↓↓↓
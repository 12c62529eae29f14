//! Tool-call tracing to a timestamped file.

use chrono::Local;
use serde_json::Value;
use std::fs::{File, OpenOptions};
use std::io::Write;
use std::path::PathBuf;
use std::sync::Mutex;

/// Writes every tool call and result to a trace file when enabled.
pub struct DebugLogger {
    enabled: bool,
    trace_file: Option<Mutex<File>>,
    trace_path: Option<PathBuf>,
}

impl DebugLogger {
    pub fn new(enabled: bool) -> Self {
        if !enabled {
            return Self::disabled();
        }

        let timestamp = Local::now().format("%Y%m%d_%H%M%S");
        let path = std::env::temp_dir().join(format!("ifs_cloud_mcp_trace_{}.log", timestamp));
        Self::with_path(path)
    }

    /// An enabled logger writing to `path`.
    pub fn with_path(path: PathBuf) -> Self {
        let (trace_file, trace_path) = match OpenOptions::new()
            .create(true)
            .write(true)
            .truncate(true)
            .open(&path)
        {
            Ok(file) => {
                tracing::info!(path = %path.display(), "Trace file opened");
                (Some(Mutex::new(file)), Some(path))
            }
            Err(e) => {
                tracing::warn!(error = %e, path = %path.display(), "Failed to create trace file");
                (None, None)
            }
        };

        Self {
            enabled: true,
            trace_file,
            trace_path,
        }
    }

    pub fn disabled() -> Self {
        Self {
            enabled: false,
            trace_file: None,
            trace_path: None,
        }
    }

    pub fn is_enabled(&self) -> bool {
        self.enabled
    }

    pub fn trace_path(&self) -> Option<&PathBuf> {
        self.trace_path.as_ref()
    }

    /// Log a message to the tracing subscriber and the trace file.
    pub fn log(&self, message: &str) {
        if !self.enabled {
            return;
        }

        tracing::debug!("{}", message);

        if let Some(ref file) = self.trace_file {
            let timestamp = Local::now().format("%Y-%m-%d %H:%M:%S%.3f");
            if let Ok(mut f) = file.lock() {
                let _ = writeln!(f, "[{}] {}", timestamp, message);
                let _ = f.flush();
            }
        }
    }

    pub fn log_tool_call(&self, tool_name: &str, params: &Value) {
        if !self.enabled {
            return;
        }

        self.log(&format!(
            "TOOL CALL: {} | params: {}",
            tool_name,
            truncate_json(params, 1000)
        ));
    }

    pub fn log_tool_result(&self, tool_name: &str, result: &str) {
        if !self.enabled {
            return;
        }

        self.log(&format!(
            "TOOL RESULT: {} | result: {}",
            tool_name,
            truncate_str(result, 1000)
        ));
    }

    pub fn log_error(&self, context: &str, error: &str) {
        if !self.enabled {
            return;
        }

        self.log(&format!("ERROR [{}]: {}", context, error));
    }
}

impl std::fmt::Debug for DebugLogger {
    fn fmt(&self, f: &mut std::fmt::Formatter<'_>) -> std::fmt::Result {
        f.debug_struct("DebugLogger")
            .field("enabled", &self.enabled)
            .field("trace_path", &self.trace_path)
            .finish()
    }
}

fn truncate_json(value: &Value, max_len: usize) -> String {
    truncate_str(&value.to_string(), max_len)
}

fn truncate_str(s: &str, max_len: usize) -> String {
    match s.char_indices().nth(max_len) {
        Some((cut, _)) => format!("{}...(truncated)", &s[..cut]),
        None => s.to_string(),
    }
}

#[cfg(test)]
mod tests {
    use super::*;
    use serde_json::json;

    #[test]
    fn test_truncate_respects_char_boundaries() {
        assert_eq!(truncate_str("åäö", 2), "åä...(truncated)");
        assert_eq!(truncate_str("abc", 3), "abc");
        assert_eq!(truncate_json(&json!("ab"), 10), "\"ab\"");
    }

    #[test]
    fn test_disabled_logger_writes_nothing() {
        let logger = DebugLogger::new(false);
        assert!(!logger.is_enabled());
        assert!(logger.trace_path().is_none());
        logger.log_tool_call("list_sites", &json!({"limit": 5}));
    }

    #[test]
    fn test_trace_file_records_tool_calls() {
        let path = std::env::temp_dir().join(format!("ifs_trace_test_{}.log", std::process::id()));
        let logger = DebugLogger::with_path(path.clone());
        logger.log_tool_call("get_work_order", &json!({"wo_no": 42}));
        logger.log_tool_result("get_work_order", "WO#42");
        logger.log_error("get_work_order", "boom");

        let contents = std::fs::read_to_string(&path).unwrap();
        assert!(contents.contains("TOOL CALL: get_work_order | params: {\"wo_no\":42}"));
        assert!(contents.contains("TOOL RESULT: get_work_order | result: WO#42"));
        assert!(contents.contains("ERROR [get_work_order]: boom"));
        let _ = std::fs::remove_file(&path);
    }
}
↑↑↑
↓↓↓
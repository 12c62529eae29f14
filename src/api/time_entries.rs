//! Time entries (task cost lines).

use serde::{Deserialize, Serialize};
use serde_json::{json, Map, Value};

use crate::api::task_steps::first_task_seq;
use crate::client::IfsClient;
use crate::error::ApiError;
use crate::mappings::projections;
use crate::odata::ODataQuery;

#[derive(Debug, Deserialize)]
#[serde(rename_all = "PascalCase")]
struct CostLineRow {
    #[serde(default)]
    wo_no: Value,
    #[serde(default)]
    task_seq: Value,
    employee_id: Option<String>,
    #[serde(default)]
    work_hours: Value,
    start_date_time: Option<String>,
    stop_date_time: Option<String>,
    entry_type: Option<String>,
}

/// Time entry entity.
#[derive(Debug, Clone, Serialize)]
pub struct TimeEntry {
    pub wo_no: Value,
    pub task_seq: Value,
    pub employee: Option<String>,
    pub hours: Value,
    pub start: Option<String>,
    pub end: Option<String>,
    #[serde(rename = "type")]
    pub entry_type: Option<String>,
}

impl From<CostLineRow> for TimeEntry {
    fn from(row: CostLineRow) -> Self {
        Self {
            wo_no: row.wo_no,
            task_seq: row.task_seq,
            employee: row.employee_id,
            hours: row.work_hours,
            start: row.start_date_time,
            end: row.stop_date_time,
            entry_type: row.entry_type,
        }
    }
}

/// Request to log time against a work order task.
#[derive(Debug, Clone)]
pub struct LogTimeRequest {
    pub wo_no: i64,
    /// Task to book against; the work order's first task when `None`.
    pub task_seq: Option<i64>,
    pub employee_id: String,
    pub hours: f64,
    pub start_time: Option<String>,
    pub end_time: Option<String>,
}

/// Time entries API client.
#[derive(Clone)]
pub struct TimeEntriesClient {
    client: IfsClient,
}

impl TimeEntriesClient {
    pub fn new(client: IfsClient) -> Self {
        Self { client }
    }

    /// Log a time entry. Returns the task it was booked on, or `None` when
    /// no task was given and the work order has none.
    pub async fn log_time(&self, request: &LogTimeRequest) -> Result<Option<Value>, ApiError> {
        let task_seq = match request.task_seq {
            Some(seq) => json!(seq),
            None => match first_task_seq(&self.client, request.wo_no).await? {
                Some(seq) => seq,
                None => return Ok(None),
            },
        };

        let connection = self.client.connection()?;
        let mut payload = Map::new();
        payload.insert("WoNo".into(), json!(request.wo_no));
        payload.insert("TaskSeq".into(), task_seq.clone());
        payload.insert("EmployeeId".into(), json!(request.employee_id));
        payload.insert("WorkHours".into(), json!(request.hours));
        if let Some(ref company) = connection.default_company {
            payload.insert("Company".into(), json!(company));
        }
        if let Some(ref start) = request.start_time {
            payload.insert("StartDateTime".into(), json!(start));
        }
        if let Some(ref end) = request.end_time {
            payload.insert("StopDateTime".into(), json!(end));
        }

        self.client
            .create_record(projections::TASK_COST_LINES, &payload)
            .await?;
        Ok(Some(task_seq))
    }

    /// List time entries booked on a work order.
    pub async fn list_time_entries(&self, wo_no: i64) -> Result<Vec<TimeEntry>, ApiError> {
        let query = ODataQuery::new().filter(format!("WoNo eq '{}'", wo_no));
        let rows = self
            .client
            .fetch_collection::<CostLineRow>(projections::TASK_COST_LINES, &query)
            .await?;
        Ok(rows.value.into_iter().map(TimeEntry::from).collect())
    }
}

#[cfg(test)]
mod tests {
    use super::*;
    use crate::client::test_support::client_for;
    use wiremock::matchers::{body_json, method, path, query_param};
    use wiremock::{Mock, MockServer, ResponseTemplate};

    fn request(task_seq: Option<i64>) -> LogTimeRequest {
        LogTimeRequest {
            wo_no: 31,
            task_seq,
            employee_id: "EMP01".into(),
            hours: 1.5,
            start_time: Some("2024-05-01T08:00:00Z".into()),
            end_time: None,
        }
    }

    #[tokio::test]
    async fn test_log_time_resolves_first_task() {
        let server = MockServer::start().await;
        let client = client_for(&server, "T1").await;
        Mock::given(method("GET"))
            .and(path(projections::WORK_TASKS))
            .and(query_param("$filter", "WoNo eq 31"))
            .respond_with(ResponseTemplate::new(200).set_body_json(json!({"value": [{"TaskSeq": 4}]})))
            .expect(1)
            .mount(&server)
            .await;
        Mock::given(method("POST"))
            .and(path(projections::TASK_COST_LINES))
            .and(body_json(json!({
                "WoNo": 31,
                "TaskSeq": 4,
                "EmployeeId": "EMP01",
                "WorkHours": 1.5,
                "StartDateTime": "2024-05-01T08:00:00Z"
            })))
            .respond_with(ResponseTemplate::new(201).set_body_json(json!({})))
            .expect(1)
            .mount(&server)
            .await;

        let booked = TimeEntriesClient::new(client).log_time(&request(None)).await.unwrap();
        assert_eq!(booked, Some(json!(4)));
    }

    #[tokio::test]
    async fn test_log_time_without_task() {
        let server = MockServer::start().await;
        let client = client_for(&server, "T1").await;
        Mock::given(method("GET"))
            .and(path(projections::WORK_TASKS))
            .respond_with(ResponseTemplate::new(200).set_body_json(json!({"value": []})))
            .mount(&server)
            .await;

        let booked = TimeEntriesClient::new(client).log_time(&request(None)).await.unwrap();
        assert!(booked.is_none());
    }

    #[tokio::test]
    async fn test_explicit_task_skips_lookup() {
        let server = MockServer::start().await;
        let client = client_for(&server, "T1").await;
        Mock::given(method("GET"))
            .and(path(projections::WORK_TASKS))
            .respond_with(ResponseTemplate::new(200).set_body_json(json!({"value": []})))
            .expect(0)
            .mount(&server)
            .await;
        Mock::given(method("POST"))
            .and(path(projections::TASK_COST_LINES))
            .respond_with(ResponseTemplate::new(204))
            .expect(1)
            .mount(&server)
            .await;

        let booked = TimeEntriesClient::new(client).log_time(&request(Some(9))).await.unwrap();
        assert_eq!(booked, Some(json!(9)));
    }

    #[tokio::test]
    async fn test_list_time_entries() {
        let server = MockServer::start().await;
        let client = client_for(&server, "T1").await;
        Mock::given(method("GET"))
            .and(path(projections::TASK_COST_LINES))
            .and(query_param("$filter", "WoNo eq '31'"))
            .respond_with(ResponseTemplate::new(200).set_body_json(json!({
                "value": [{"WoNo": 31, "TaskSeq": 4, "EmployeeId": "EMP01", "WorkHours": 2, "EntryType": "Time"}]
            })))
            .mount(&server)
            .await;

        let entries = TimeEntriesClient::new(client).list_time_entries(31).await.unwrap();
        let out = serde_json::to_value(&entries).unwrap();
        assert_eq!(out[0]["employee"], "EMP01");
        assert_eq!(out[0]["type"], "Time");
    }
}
↑↑↑
• _What the task requires_
Tell how many lines of the data include the word "unwrap", and nothing else.

• _Finished exercise_
6